Keeping UPS Up and Running
Part 1: UPS: Preventive Maintenance Ensures Power Supply
Part 2: UPS Testing: Identify Potential Power Interruptions
Part 3: UPS Maintenance Checklist
Part 4: Top Tools for UPS Maintenance
Part 5: Adhere to NFPA Requirements During UPS Testing
UPS: Preventive Maintenance Ensures Power Supply
By Michael Newbury - August 2008
Simply providing an uninterruptible power system (UPS) does not necessarily ensure an institutional or commercial facility’s equipment is protected from power-supply fluctuations and distortions. Maintenance and engineering managers must factor in regular testing and maintenance of a facility’s UPS to ensure it remains in peak operating condition, protects critical systems, and keeps them reliably operating as designed.

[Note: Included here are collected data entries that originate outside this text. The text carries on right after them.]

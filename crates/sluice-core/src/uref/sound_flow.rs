//! Sound flow-definition attributes.

use std::sync::Arc;

use crate::error::{Error, Result};
use crate::uref::{Uref, UrefMgr};

/// Flow definition prefix of raw sound.
pub const SOUND_FLOW_DEF: &str = "sound.";

uref_attr_small_unsigned!(
    set_sound_channels,
    get_sound_channels,
    delete_sound_channels,
    "s.channels",
    "the number of channels"
);
uref_attr_small_unsigned!(
    set_sound_sample_size,
    get_sound_sample_size,
    delete_sound_sample_size,
    "s.sample_size",
    "the size in octets of a sample of one channel"
);
uref_attr_unsigned!(
    set_sound_rate,
    get_sound_rate,
    delete_sound_rate,
    "s.rate",
    "the sample rate in Hz"
);
uref_attr_unsigned!(
    set_sound_samples,
    get_sound_samples,
    delete_sound_samples,
    "s.samples",
    "the number of samples per frame"
);

/// Allocates a control record defining a new raw-sound flow.
pub fn sound_flow_alloc_def(
    mgr: &Arc<UrefMgr>,
    channels: u8,
    sample_size: u8,
) -> Result<Uref> {
    if channels == 0 || sample_size == 0 {
        return Err(Error::BadArg);
    }
    let mut uref = mgr.alloc_control();
    uref.set_flow_def(SOUND_FLOW_DEF);
    uref.set_sound_channels(channels);
    uref.set_sound_sample_size(sample_size);
    Ok(uref)
}
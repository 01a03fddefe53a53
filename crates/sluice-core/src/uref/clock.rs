//! Clock attributes: timestamps, durations, playing rate.
//!
//! All timestamps are in system ticks (see `uclock::UCLOCK_FREQ`).
//! `*_orig` variants carry the stream's own clock, `*_sys` the system
//! clock of the machine.

uref_attr_unsigned!(
    set_systime,
    get_systime,
    delete_systime,
    "k.systime",
    "the reception time in system clock"
);
uref_attr_unsigned!(
    set_systime_rap,
    get_systime_rap,
    delete_systime_rap,
    "k.systime_rap",
    "the reception time of the last random access point"
);
uref_attr_unsigned!(set_pts, get_pts, delete_pts, "k.pts", "the presentation timestamp");
uref_attr_unsigned!(
    set_pts_orig,
    get_pts_orig,
    delete_pts_orig,
    "k.pts_orig",
    "the original presentation timestamp in stream clock"
);
uref_attr_unsigned!(
    set_pts_sys,
    get_pts_sys,
    delete_pts_sys,
    "k.pts_sys",
    "the presentation timestamp in system clock"
);
uref_attr_unsigned!(set_dts, get_dts, delete_dts, "k.dts", "the decoding timestamp");
uref_attr_unsigned!(
    set_dts_orig,
    get_dts_orig,
    delete_dts_orig,
    "k.dts_orig",
    "the original decoding timestamp in stream clock"
);
uref_attr_unsigned!(
    set_dts_sys,
    get_dts_sys,
    delete_dts_sys,
    "k.dts_sys",
    "the decoding timestamp in system clock"
);
uref_attr_unsigned!(
    set_vbv_delay,
    get_vbv_delay,
    delete_vbv_delay,
    "k.vbv_delay",
    "the vbv/dts delay"
);
uref_attr_unsigned!(
    set_duration,
    get_duration,
    delete_duration,
    "k.duration",
    "the duration"
);
uref_attr_small_unsigned!(
    set_index_rap,
    get_index_rap,
    delete_index_rap,
    "k.index_rap",
    "the frame offset from the last random access point"
);
uref_attr_rational!(set_rate, get_rate, delete_rate, "k.rate", "the playing rate");

#[cfg(test)]
mod tests {
    use crate::udict::{UdictMgr, Urational};
    use crate::uref::UrefMgr;

    #[test]
    fn clock_attrs_roundtrip() {
        let mgr = UrefMgr::new(UdictMgr::new(2, 16));
        let mut uref = mgr.alloc_control();
        uref.set_pts(27_000_000);
        uref.set_dts(26_000_000);
        uref.set_duration(900_000);
        uref.set_rate(Urational::new(1, 1));
        assert_eq!(uref.get_pts().unwrap(), 27_000_000);
        assert_eq!(uref.get_dts().unwrap(), 26_000_000);
        assert_eq!(uref.get_duration().unwrap(), 900_000);
        assert_eq!(uref.get_rate().unwrap(), Urational::new(1, 1));
    }

    #[test]
    fn delete_then_get_is_not_found() {
        let mgr = UrefMgr::new(UdictMgr::new(2, 16));
        let mut uref = mgr.alloc_control();
        uref.set_pts(1);
        uref.delete_pts().unwrap();
        assert_eq!(uref.get_pts(), Err(crate::error::Error::NotFound));
    }
}
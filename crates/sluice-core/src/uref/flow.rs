//! Flow attributes: the flow definition, language, stream id.
//!
//! A flow definition is a dotted hierarchy string (`"pic."`,
//! `"block.mpeg2video."`, `"sound."`). Producers emit the most specific
//! prefix; consumers match by prefix.

use crate::error::Result;
use crate::uref::Uref;

/// Attribute name of the flow definition.
pub const FLOW_DEF: &str = "f.def";
/// Attribute name of the flow language.
pub const FLOW_LANG: &str = "f.lang";
/// Attribute name of the stream id a sub-pipe serves.
pub const FLOW_ID: &str = "a.id";

uref_attr_string!(
    set_flow_def,
    get_flow_def,
    delete_flow_def,
    "f.def",
    "the flow definition"
);
uref_attr_string!(
    set_flow_lang,
    get_flow_lang,
    delete_flow_lang,
    "f.lang",
    "the flow language (ISO-639)"
);
uref_attr_unsigned!(
    set_flow_id,
    get_flow_id,
    delete_flow_id,
    "a.id",
    "the stream id inside the container"
);

impl Uref {
    /// Whether the flow definition starts with `prefix`.
    pub fn flow_def_matches(&self, prefix: &str) -> Result<bool> {
        Ok(self.get_flow_def()?.starts_with(prefix))
    }
}
//! Atomic reference counter for pooled shared structures.
//!
//! Unlike `Arc`, this counter is decoupled from deallocation: the owner
//! decides what happens when the count drops to zero (usually: return the
//! carcass to a pool). Reading the guarded object after a successful
//! [`Urefcount::release`] is forbidden.

use std::sync::atomic::{AtomicUsize, Ordering};

/// Atomic use counter, initialized to one reference.
#[derive(Debug)]
pub struct Urefcount(AtomicUsize);

impl Urefcount {
    /// Creates a counter holding a single reference.
    pub fn new() -> Self {
        Self(AtomicUsize::new(1))
    }

    /// Takes an additional reference.
    pub fn acquire(&self) {
        self.0.fetch_add(1, Ordering::Relaxed);
    }

    /// Drops a reference. Returns `true` when this was the last one; the
    /// caller then owns the guarded object exclusively and must dispose of
    /// it.
    pub fn release(&self) -> bool {
        self.0.fetch_sub(1, Ordering::AcqRel) == 1
    }

    /// Whether exactly one reference is alive. Only meaningful when the
    /// caller holds one of the references (the answer is otherwise stale by
    /// the time it is observed).
    pub fn is_single(&self) -> bool {
        self.0.load(Ordering::Acquire) == 1
    }

    /// Resets the counter to one reference without synchronization.
    ///
    /// Valid only when the object is provably quiescent, as when it was
    /// just popped from a pool that held its last reference.
    pub fn reset(&self) {
        self.0.store(1, Ordering::Relaxed);
    }
}

impl Default for Urefcount {
    fn default() -> Self {
        Self::new()
    }
}
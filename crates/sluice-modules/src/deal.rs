//! Process-wide exclusive token for non-reentrant external libraries.
//!
//! Some third-party libraries require globally serialized initialization.
//! Pipes that need one install an idler watcher polling [`grab`]; on
//! success they do the exclusive work, then [`yield_token`] so the next
//! waiter's poll succeeds. A waiter that gives up before grabbing simply
//! drops its watcher ([`abort`]).

use std::sync::atomic::{AtomicBool, Ordering};

use sluice_core::error::Result;
use sluice_core::upump::{Upump, UpumpCb, UpumpMgr};
use std::sync::Arc;

static BUSY: AtomicBool = AtomicBool::new(false);

/// Tries to take the token. Non-blocking; the caller polls from an idler
/// watcher until it succeeds.
pub fn grab() -> bool {
    BUSY.compare_exchange(false, true, Ordering::Acquire, Ordering::Relaxed)
        .is_ok()
}

/// Releases the token so another waiter's poll can succeed.
pub fn yield_token() {
    BUSY.store(false, Ordering::Release);
}

/// Registers the polling idler a waiter uses to acquire the token. The
/// watcher still needs `start`.
pub fn alloc_pump(mgr: &Arc<dyn UpumpMgr>, cb: UpumpCb) -> Result<Upump> {
    Upump::alloc_idler(mgr, cb)
}

/// Removes a waiter that gives up before grabbing: dropping the watcher
/// unregisters it.
pub fn abort(pump: Upump) {
    drop(pump);
}
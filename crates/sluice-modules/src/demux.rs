//! Demultiplexer source pipe.
//!
//! Wraps an abstract container demuxer (the concrete library is external
//! to the runtime) as a split source: once a URL is set and the managers
//! are plumbed, the source probes the container under the global deal
//! token, raises one `SplitAddFlow` per elementary stream, then reads one
//! access unit per idler iteration and forwards it to the sub-pipe
//! serving that stream.
//!
//! Sub-pipes ("outputs") are allocated through a secondary manager; each
//! carries the numeric stream id of its flow definition, unique per
//! source, plus its own output pipe and buffer manager.

use std::sync::{Arc, Mutex, Weak};

use sluice_core::error::{Error, Result};
use sluice_core::ubuf::UbufMgrRef;
use sluice_core::uclock::Uclock;
use sluice_core::udict::Urational;
use sluice_core::upipe::output::OutputHelper;
use sluice_core::upipe::{self, Command, Reply, Upipe, UpipeMgr, UpipeRef, UprobeRef, probe};
use sluice_core::upump::{PumpCtl, Upump, UpumpMgr};
use sluice_core::uref::block_flow::block_flow_alloc_def;
use sluice_core::uref::sound_flow::sound_flow_alloc_def;
use sluice_core::uref::{Uref, UrefMgr};

use crate::deal;

/// FOURCC signature of the demux source pipe.
pub const DEMUX_SRC_SIGNATURE: u32 = upipe::fourcc(b"dmxs");
/// FOURCC signature of its output sub-pipes.
pub const DEMUX_SRC_OUTPUT_SIGNATURE: u32 = upipe::fourcc(b"dmxo");

// ---------------------------------------------------------------------------
// External demuxer interface
// ---------------------------------------------------------------------------

/// Timing and payload of one access unit. Timestamps are in 27 MHz
/// ticks of the stream clock.
pub struct DemuxPacket {
    pub stream: u64,
    pub data: Vec<u8>,
    pub pts: Option<u64>,
    pub dts: Option<u64>,
}

/// What a container declares about one elementary stream.
pub struct StreamInfo {
    pub id: u64,
    pub kind: StreamKind,
    /// ISO-639 language from container metadata.
    pub language: Option<String>,
}

pub enum StreamKind {
    RawAudio {
        channels: u8,
        sample_size: u8,
        rate: u64,
        block_align: Option<u64>,
    },
    CodedAudio {
        /// Codec name as a flow-definition component (`"aac"`, `"mp2"`).
        codec: String,
        channels: u8,
        rate: u64,
        octetrate: Option<u64>,
        block_align: Option<u64>,
    },
    CodedVideo {
        codec: String,
        width: u64,
        height: u64,
        fps: Option<Urational>,
        octetrate: Option<u64>,
    },
    RawVideo,
    Subtitles,
    Data,
}

/// The external demuxing library, reduced to what the source consumes.
pub trait Demuxer: Send + Sync {
    /// Opens a URL. Errors are foreign-library strings.
    fn open(
        &self,
        url: &str,
        options: &[(String, String)],
    ) -> std::result::Result<Box<dyn DemuxContext>, String>;
}

/// An opened container.
pub trait DemuxContext: Send {
    /// Discovers the elementary streams. Callers hold the global deal
    /// token across this call: stream probing may initialize
    /// non-reentrant library state.
    fn probe_streams(&mut self) -> std::result::Result<Vec<StreamInfo>, String>;

    /// Reads the next access unit; `None` at end of flow.
    fn read(&mut self) -> std::result::Result<Option<DemuxPacket>, String>;
}
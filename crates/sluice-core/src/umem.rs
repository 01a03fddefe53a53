//! Raw memory regions and their allocators.
//!
//! A [`Umem`] is a thin handle over an octet region: pointer, size, and
//! provenance (the manager that allocated it, to which it returns on
//! drop). Buffer managers treat the region as opaque storage; access goes
//! through the unsafe crate-internal slice accessors, guarded by the
//! copy-on-write discipline of the shared descriptors that own them.

use std::alloc::{Layout, alloc_zeroed, dealloc};
use std::ptr::NonNull;
use std::sync::Arc;
use std::sync::atomic::{AtomicUsize, Ordering};

use crate::error::{Error, Result};
use crate::pool::Ulifo;

/// Region alignment, generous enough for vectorized plane access.
const UMEM_ALIGN: usize = 64;

/// An allocated region without provenance. Does not free itself; it must
/// be handed back to the manager that produced it.
pub struct RawMem {
    ptr: NonNull<u8>,
    size: usize,
}

unsafe impl Send for RawMem {}

impl RawMem {
    fn layout(size: usize) -> Layout {
        // size is never zero here and UMEM_ALIGN is a constant power of
        // two, so the layout is always valid.
        Layout::from_size_align(size.max(1), UMEM_ALIGN)
            .unwrap_or_else(|_| Layout::new::<u8>())
    }

    fn allocate(size: usize) -> Option<Self> {
        let layout = Self::layout(size);
        let ptr = unsafe { alloc_zeroed(layout) };
        NonNull::new(ptr).map(|ptr| Self { ptr, size })
    }

    fn deallocate(self) {
        unsafe { dealloc(self.ptr.as_ptr(), Self::layout(self.size)) };
    }

    /// Region size in octets.
    pub fn size(&self) -> usize {
        self.size
    }
}

/// Allocator of raw octet regions.
pub trait UmemMgr: Send + Sync {
    /// Allocates a region of at least `size` octets.
    fn alloc_raw(&self, size: usize) -> Result<RawMem>;

    /// Returns a region to the allocator.
    fn free_raw(&self, mem: RawMem);

    /// Releases any cached regions back to the heap.
    fn vacuum(&self) {}

    /// Number of regions currently handed out, when the allocator tracks
    /// it. Used by leak checks.
    fn outstanding(&self) -> Option<usize> {
        None
    }
}

/// Allocates a region with provenance from `mgr`.
pub fn umem_alloc(mgr: &Arc<dyn UmemMgr>, size: usize) -> Result<Umem> {
    let mem = mgr.alloc_raw(size)?;
    Ok(Umem {
        mem: Some(mem),
        mgr: Arc::clone(mgr),
    })
}

/// A raw region bound to the manager that allocated it.
pub struct Umem {
    mem: Option<RawMem>,
    mgr: Arc<dyn UmemMgr>,
}

// The region itself carries no aliasing guarantees; those are provided by
// the shared-descriptor refcount of whoever embeds the Umem.
unsafe impl Send for Umem {}
unsafe impl Sync for Umem {}

impl Umem {
    /// Region size in octets.
    pub fn size(&self) -> usize {
        self.mem.as_ref().map_or(0, RawMem::size)
    }

    /// Base address of the region, for alignment arithmetic.
    pub(crate) fn base_addr(&self) -> usize {
        self.mem.as_ref().map_or(0, |m| m.ptr.as_ptr() as usize)
    }

    /// Read view of `[offset, offset + len)`.
    ///
    /// # Safety
    /// The caller must guarantee the range is in bounds and that no
    /// exclusive (write) view of any overlapping range is alive.
    pub(crate) unsafe fn slice(&self, offset: usize, len: usize) -> &[u8] {
        let mem = self.mem.as_ref().expect("mapped an empty umem");
        debug_assert!(offset + len <= mem.size);
        unsafe { std::slice::from_raw_parts(mem.ptr.as_ptr().add(offset), len) }
    }

    /// Write view of `[offset, offset + len)`.
    ///
    /// # Safety
    /// The caller must guarantee the range is in bounds and that this is
    /// the only live view of any overlapping range (shared refcount of the
    /// owning descriptor equal to one, exclusive borrow of the handle).
    #[allow(clippy::mut_from_ref)]
    pub(crate) unsafe fn slice_mut(&self, offset: usize, len: usize) -> &mut [u8] {
        let mem = self.mem.as_ref().expect("mapped an empty umem");
        debug_assert!(offset + len <= mem.size);
        unsafe { std::slice::from_raw_parts_mut(mem.ptr.as_ptr().add(offset), len) }
    }
}

impl Drop for Umem {
    fn drop(&mut self) {
        if let Some(mem) = self.mem.take() {
            self.mgr.free_raw(mem);
        }
    }
}

/// Plain heap allocator with an outstanding-region counter.
pub struct HeapUmemMgr {
    outstanding: AtomicUsize,
}

impl HeapUmemMgr {
    pub fn new() -> Arc<dyn UmemMgr> {
        Arc::new(Self {
            outstanding: AtomicUsize::new(0),
        })
    }
}

impl UmemMgr for HeapUmemMgr {
    fn alloc_raw(&self, size: usize) -> Result<RawMem> {
        let mem = RawMem::allocate(size).ok_or(Error::Alloc)?;
        self.outstanding.fetch_add(1, Ordering::Relaxed);
        Ok(mem)
    }

    fn free_raw(&self, mem: RawMem) {
        mem.deallocate();
        self.outstanding.fetch_sub(1, Ordering::Relaxed);
    }

    fn outstanding(&self) -> Option<usize> {
        Some(self.outstanding.load(Ordering::Relaxed))
    }
}

/// Pooling allocator: recycles freed regions per power-of-two size class.
///
/// Requests are rounded up to the class size, so a recycled region always
/// satisfies any request of its class. Pools reject when full; the region
/// then falls back to the heap.
pub struct PoolUmemMgr {
    classes: Vec<Ulifo<RawMem>>,
    min_shift: u32,
    outstanding: AtomicUsize,
}

impl PoolUmemMgr {
    /// `pool_depth` regions are cached per size class, for classes from
    /// 2^`min_shift` up to 2^`max_shift` octets.
    pub fn new(pool_depth: usize, min_shift: u32, max_shift: u32) -> Arc<dyn UmemMgr> {
        let min_shift = min_shift.min(max_shift);
        let classes = (min_shift..=max_shift).map(|_| Ulifo::new(pool_depth)).collect();
        Arc::new(Self {
            classes,
            min_shift,
            outstanding: AtomicUsize::new(0),
        })
    }

    fn class_of(&self, size: usize) -> Option<usize> {
        let bits = usize::BITS - size.max(1).next_power_of_two().leading_zeros() - 1;
        let idx = bits.saturating_sub(self.min_shift) as usize;
        (bits >= self.min_shift && idx < self.classes.len()).then_some(idx)
    }

    fn rounded(&self, size: usize) -> usize {
        size.max(1 << self.min_shift).next_power_of_two()
    }
}

impl UmemMgr for PoolUmemMgr {
    fn alloc_raw(&self, size: usize) -> Result<RawMem> {
        let rounded = self.rounded(size);
        let mem = match self.class_of(rounded).and_then(|c| self.classes[c].pop()) {
            Some(mem) => mem,
            None => RawMem::allocate(rounded).ok_or(Error::Alloc)?,
        };
        self.outstanding.fetch_add(1, Ordering::Relaxed);
        Ok(mem)
    }

    fn free_raw(&self, mem: RawMem) {
        self.outstanding.fetch_sub(1, Ordering::Relaxed);
        match self.class_of(mem.size()) {
            Some(class) => {
                if let Err(mem) = self.classes[class].push(mem) {
                    mem.deallocate();
                }
            }
            None => mem.deallocate(),
        }
    }

    fn vacuum(&self) {
        for class in &self.classes {
            while let Some(mem) = class.pop() {
                mem.deallocate();
            }
        }
    }

    fn outstanding(&self) -> Option<usize> {
        Some(self.outstanding.load(Ordering::Relaxed))
    }
}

By fully understanding the role of a UPS, required maintenance procedures, and the diagnostic tools to keep a UPS running, managers will be better able to develop a preventive maintenance (PM) strategy that meets an organization’s needs.
A Growing Role
A UPS is essentially a series of batteries that maintains power to critical pieces of equipment that cannot withstand a power interruption. A UPS protects equipment from such elements as power interruptions, voltage variations, frequency variations and transient disturbances.
As technology advances, more pieces of equipment require uninterruptible power, making a reliable UPS increasingly crucial in any facility. Upon losing utility power to a facility, it often can take 10 seconds or more for the generators to start and power to transfer to the emergency source. Most electronic equipment will not tolerate more than a few cycles of power disruption without shutting down.
Minimizing disruptions to the power source starts during the power system’s design phase. A reliable power system depends on quality equipment and reliable design. A facility’s UPS should be designed to protect critical and high-tech equipment and to facilitate planned power outages so technicians can perform maintenance.
Perhaps the key factor in keeping a facility up and running is a thorough preventive maintenance program and a risk management approach to ensure critical services are available when needed.
Comments
scassidy7 wrote re: UPS: Preventive Maintenance Ensures Power Supply
on 8/24/2009 12:54:23 PM
The topic of UPS maintenance interests me very much. It is what I do (Remote Monitoring Systems) for a living.
And I agree with you, there are more and more UPSs being turned up every week. And the only real way to keep them running at peak performance is through a reliable PM schedule.
My experience has been it can take as much as a full 30 seconds for a generator to stablize and transfer the load.